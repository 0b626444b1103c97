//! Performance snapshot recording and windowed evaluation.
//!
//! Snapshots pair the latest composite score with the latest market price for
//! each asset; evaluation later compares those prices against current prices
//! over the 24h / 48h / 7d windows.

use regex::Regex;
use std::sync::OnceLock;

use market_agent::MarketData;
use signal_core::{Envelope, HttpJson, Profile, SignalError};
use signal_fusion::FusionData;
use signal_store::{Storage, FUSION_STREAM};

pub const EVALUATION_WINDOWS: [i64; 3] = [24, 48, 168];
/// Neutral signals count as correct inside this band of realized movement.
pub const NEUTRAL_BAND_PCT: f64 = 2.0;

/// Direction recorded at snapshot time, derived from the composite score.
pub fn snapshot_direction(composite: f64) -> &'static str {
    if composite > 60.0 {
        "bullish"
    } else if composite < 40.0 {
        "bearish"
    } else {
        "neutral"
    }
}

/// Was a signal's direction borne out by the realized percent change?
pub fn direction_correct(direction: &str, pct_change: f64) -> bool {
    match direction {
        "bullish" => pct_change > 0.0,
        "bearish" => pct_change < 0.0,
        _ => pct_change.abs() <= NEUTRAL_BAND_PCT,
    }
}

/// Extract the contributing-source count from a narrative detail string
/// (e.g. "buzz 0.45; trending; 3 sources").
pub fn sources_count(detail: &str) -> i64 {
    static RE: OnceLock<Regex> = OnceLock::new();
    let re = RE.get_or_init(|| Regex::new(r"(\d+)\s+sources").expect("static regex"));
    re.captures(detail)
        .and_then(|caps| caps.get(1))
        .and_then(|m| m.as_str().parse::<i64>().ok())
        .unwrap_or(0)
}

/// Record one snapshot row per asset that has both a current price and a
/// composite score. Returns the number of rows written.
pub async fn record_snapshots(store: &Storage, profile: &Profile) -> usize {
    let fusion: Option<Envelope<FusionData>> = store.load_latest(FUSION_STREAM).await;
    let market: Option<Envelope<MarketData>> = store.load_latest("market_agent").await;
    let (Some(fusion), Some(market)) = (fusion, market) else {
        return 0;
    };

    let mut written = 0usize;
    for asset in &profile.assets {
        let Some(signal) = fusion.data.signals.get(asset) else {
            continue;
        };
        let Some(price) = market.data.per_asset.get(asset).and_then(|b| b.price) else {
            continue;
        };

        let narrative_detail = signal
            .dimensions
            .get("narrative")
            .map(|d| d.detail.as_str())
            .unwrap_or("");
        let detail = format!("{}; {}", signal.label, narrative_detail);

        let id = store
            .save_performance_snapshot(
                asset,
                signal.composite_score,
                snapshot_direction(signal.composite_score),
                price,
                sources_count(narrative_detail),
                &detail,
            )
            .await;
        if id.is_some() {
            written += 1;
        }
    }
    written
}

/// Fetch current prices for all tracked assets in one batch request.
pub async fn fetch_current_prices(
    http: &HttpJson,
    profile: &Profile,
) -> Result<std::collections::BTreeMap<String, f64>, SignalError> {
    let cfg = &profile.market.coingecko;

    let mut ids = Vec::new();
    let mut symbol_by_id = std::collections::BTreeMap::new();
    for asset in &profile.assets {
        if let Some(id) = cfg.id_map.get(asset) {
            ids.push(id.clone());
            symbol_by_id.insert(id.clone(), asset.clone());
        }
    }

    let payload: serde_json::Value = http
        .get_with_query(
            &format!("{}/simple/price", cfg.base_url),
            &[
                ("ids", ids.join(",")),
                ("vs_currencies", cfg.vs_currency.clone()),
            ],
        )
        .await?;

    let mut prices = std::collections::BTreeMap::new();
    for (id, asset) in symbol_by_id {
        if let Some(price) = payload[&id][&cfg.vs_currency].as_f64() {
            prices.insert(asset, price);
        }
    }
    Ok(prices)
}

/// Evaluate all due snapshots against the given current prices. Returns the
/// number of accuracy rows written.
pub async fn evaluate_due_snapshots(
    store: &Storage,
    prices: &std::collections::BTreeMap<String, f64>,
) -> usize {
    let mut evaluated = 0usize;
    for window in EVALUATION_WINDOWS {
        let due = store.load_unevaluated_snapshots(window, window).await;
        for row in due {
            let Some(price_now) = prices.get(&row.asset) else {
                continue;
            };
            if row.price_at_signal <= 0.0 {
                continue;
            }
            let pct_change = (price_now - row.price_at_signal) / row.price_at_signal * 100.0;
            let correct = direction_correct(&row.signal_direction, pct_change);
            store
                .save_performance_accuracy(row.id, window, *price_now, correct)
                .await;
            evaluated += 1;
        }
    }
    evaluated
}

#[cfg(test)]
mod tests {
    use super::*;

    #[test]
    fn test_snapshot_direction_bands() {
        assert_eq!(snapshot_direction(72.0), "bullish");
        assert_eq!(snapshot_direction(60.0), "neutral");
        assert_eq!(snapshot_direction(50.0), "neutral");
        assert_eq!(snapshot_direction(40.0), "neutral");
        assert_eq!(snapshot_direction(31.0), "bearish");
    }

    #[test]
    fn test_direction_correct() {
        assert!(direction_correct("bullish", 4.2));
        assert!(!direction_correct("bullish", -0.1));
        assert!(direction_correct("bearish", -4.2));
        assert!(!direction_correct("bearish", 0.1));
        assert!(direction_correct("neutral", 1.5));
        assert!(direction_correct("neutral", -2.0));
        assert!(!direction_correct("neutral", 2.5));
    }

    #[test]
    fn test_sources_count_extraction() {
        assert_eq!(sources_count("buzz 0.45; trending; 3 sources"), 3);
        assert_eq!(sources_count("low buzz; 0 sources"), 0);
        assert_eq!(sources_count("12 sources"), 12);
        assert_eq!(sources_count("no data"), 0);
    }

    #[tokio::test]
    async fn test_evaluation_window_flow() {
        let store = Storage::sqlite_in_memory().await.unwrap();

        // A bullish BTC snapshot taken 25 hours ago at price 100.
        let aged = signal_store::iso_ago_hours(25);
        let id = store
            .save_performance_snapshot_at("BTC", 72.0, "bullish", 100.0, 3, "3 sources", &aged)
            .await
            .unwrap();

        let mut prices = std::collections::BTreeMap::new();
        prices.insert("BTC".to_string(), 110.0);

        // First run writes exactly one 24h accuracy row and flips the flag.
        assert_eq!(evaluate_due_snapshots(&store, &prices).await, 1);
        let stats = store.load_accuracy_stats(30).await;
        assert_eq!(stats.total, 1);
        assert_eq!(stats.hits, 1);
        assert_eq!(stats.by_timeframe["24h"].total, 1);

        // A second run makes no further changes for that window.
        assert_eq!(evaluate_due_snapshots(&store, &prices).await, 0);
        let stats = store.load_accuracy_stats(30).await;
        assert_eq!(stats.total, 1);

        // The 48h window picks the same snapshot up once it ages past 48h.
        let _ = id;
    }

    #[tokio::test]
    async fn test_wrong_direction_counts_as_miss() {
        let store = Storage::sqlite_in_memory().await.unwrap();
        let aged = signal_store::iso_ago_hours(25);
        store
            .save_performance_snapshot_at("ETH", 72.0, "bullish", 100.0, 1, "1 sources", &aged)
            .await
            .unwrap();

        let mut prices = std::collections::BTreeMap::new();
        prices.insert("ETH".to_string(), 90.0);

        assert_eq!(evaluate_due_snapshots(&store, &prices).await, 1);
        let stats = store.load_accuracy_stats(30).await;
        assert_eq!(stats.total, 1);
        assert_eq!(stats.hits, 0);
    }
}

# WHAT IS NEEDED
Take the entries above and copy out all lines with the string "signals".

# EXERCISE SOLUTION
/// Neutral signals count as correct inside this band of realized movement.
        let Some(signal) = fusion.data.signals.get(asset) else {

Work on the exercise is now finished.